Given data:
|---|
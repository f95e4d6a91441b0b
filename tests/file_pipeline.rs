/// File-level tests: JSON type graph on disk -> loader -> usecase -> exporter.

use std::fs;
use std::path::{Path, PathBuf};

use serde_json::{json, Value};
use service_ast::application::ExtractUsecase;
use service_ast::domain::options::ExtractOptions;
use service_ast::domain::type_graph::{BasicKind, GraphBuilder, TypeGraph};
use service_ast::infrastructure::concurrency::build_pool;
use service_ast::infrastructure::{JsonExporter, JsonGraphLoader};
use tempfile::tempdir;

fn shop_graph() -> TypeGraph {
    let mut b = GraphBuilder::new("example.com/shop", "shop");
    let err = b.error_type();
    let string = b.basic(BasicKind::String);
    let float = b.basic(BasicKind::Float64);
    let item_body = b.struct_type(&[("Title", string), ("Price", float)]);
    let item = b.named("Item", item_body);
    let items = b.slice(item);
    let body = b.struct_type(&[]);
    let shop = b.named("Shop", body);
    let list = b.signature(&[("category", string)], &[items, err]);
    b.method(shop, "List", list, true);
    b.define_type("Shop", shop);
    let ctor = b.signature(&[], &[shop]);
    b.define_func("New", ctor);
    b.doc_type("Shop", "Shop sells items.\n");
    b.build()
}

fn write_graph(dir: &Path, name: &str, graph: &TypeGraph) -> PathBuf {
    let path = dir.join(name);
    fs::write(&path, serde_json::to_vec_pretty(graph).unwrap()).unwrap();
    path
}

fn read_json(path: &Path) -> Value {
    serde_json::from_str(&fs::read_to_string(path).unwrap()).unwrap()
}

#[test]
fn test_single_input_writes_program() {
    let dir = tempdir().unwrap();
    let input = write_graph(dir.path(), "shop.json", &shop_graph());
    let output = dir.path().join("ast.json");

    let options = ExtractOptions::default();
    let usecase = ExtractUsecase {
        source: &JsonGraphLoader,
        exporter: &JsonExporter,
        options: &options,
    };
    assert!(usecase.run(&input, Some(output.as_path())).unwrap());

    let value = read_json(&output);
    assert_eq!(
        value,
        json!({"body": [
            {
                "type": "ClassDefinition",
                "name": "Shop",
                "path": "example.com/shop/shop",
                "docString": "Shop sells items.\n",
                "methods": [{
                    "name": "List",
                    "params": [{"name": "category", "paramType": {"type": "StringLiteral"}, "optional": false}],
                    "returnType": {"type": "ArrayType", "generic": {"type": "CustomNodeLiteral", "name": "Item"}}
                }]
            },
            {
                "type": "StructLiteral",
                "name": "Item",
                "path": "example.com/shop/shop",
                "typeLiteral": {
                    "type": "TypeLiteral",
                    "properties": [
                        {"name": "Title", "type": {"type": "StringLiteral"}, "optional": false},
                        {"name": "Price", "type": {"type": "FloatLiteral"}, "optional": false}
                    ]
                }
            }
        ]})
    );
}

#[test]
fn test_failure_writes_error_document() {
    let dir = tempdir().unwrap();
    let mut b = GraphBuilder::new("example.com/empty", "empty");
    let string = b.basic(BasicKind::String);
    b.define_type("Name", string);
    let input = write_graph(dir.path(), "empty.json", &b.build());
    let output = dir.path().join("ast.json");

    let options = ExtractOptions::default();
    let usecase = ExtractUsecase {
        source: &JsonGraphLoader,
        exporter: &JsonExporter,
        options: &options,
    };
    assert!(!usecase.run(&input, Some(output.as_path())).unwrap());
    assert_eq!(read_json(&output), json!({"error": "no class found"}));
}

#[test]
fn test_missing_input_is_reported_as_error_document() {
    let dir = tempdir().unwrap();
    let output = dir.path().join("ast.json");

    let options = ExtractOptions::default();
    let usecase = ExtractUsecase {
        source: &JsonGraphLoader,
        exporter: &JsonExporter,
        options: &options,
    };
    let ok = usecase
        .run(&dir.path().join("missing.json"), Some(output.as_path()))
        .unwrap();
    assert!(!ok);
    let error = read_json(&output)["error"].as_str().unwrap().to_string();
    assert!(error.contains("Failed to open type graph"), "unexpected error: {}", error);
}

#[test]
fn test_batch_keeps_input_order() {
    let dir = tempdir().unwrap();
    let good = write_graph(dir.path(), "good.json", &shop_graph());
    let mut b = GraphBuilder::new("example.com/empty", "empty");
    b.basic(BasicKind::Int);
    let bad = write_graph(dir.path(), "bad.json", &b.build());
    let output = dir.path().join("batch.json");

    let options = ExtractOptions::default();
    let usecase = ExtractUsecase {
        source: &JsonGraphLoader,
        exporter: &JsonExporter,
        options: &options,
    };
    let pool = build_pool(Some(2)).unwrap();
    let inputs = vec![bad.clone(), good.clone(), bad.clone()];
    assert!(!usecase.run_batch(&pool, &inputs, Some(output.as_path())).unwrap());

    let entries = read_json(&output);
    let entries = entries.as_array().unwrap();
    assert_eq!(entries.len(), 3);
    assert_eq!(entries[0]["input"], json!(bad.display().to_string()));
    assert_eq!(entries[0]["error"], json!("no class found"));
    assert_eq!(entries[1]["body"][0]["name"], json!("Shop"));
    assert_eq!(entries[2]["error"], json!("no class found"));
}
|---|
What you will do:
Each record above is to be written out again, without any change.

The completed task:
repository f95e4d6a91441b0b
filename tests/file_pipeline.rs
/// File-level tests: JSON type graph on disk -> loader -> usecase -> exporter.

use std::fs;
use std::path::{Path, PathBuf};

use serde_json::{json, Value};
use service_ast::application::ExtractUsecase;
use service_ast::domain::options::ExtractOptions;
use service_ast::domain::type_graph::{BasicKind, GraphBuilder, TypeGraph};
use service_ast::infrastructure::concurrency::build_pool;
use service_ast::infrastructure::{JsonExporter, JsonGraphLoader};
use tempfile::tempdir;

fn shop_graph() -> TypeGraph {
    let mut b = GraphBuilder::new("example.com/shop", "shop");
    let err = b.error_type();
    let string = b.basic(BasicKind::String);
    let float = b.basic(BasicKind::Float64);
    let item_body = b.struct_type(&[("Title", string), ("Price", float)]);
    let item = b.named("Item", item_body);
    let items = b.slice(item);
    let body = b.struct_type(&[]);
    let shop = b.named("Shop", body);
    let list = b.signature(&[("category", string)], &[items, err]);
    b.method(shop, "List", list, true);
    b.define_type("Shop", shop);
    let ctor = b.signature(&[], &[shop]);
    b.define_func("New", ctor);
    b.doc_type("Shop", "Shop sells items.\n");
    b.build()
}

fn write_graph(dir: &Path, name: &str, graph: &TypeGraph) -> PathBuf {
    let path = dir.join(name);
    fs::write(&path, serde_json::to_vec_pretty(graph).unwrap()).unwrap();
    path
}

fn read_json(path: &Path) -> Value {
    serde_json::from_str(&fs::read_to_string(path).unwrap()).unwrap()
}

#[test]
fn test_single_input_writes_program() {
    let dir = tempdir().unwrap();
    let input = write_graph(dir.path(), "shop.json", &shop_graph());
    let output = dir.path().join("ast.json");

    let options = ExtractOptions::default();
    let usecase = ExtractUsecase {
        source: &JsonGraphLoader,
        exporter: &JsonExporter,
        options: &options,
    };
    assert!(usecase.run(&input, Some(output.as_path())).unwrap());

    let value = read_json(&output);
    assert_eq!(
        value,
        json!({"body": [
            {
                "type": "ClassDefinition",
                "name": "Shop",
                "path": "example.com/shop/shop",
                "docString": "Shop sells items.\n",
                "methods": [{
                    "name": "List",
                    "params": [{"name": "category", "paramType": {"type": "StringLiteral"}, "optional": false}],
                    "returnType": {"type": "ArrayType", "generic": {"type": "CustomNodeLiteral", "name": "Item"}}
                }]
            },
            {
                "type": "StructLiteral",
                "name": "Item",
                "path": "example.com/shop/shop",
                "typeLiteral": {
                    "type": "TypeLiteral",
                    "properties": [
                        {"name": "Title", "type": {"type": "StringLiteral"}, "optional": false},
                        {"name": "Price", "type": {"type": "FloatLiteral"}, "optional": false}
                    ]
                }
            }
        ]})
    );
}

#[test]
fn test_failure_writes_error_document() {
    let dir = tempdir().unwrap();
    let mut b = GraphBuilder::new("example.com/empty", "empty");
    let string = b.basic(BasicKind::String);
    b.define_type("Name", string);
    let input = write_graph(dir.path(), "empty.json", &b.build());
    let output = dir.path().join("ast.json");

    let options = ExtractOptions::default();
    let usecase = ExtractUsecase {
        source: &JsonGraphLoader,
        exporter: &JsonExporter,
        options: &options,
    };
    assert!(!usecase.run(&input, Some(output.as_path())).unwrap());
    assert_eq!(read_json(&output), json!({"error": "no class found"}));
}

#[test]
fn test_missing_input_is_reported_as_error_document() {
    let dir = tempdir().unwrap();
    let output = dir.path().join("ast.json");

    let options = ExtractOptions::default();
    let usecase = ExtractUsecase {
        source: &JsonGraphLoader,
        exporter: &JsonExporter,
        options: &options,
    };
    let ok = usecase
        .run(&dir.path().join("missing.json"), Some(output.as_path()))
        .unwrap();
    assert!(!ok);
    let error = read_json(&output)["error"].as_str().unwrap().to_string();
    assert!(error.contains("Failed to open type graph"), "unexpected error: {}", error);
}

#[test]
fn test_batch_keeps_input_order() {
    let dir = tempdir().unwrap();
    let good = write_graph(dir.path(), "good.json", &shop_graph());
    let mut b = GraphBuilder::new("example.com/empty", "empty");
    b.basic(BasicKind::Int);
    let bad = write_graph(dir.path(), "bad.json", &b.build());
    let output = dir.path().join("batch.json");

    let options = ExtractOptions::default();
    let usecase = ExtractUsecase {
        source: &JsonGraphLoader,
        exporter: &JsonExporter,
        options: &options,
    };
    let pool = build_pool(Some(2)).unwrap();
    let inputs = vec![bad.clone(), good.clone(), bad.clone()];
    assert!(!usecase.run_batch(&pool, &inputs, Some(output.as_path())).unwrap());

    let entries = read_json(&output);
    let entries = entries.as_array().unwrap();
    assert_eq!(entries.len(), 3);
    assert_eq!(entries[0]["input"], json!(bad.display().to_string()));
    assert_eq!(entries[0]["error"], json!("no class found"));
    assert_eq!(entries[1]["body"][0]["name"], json!("Shop"));
    assert_eq!(entries[2]["error"], json!("no class found"));
}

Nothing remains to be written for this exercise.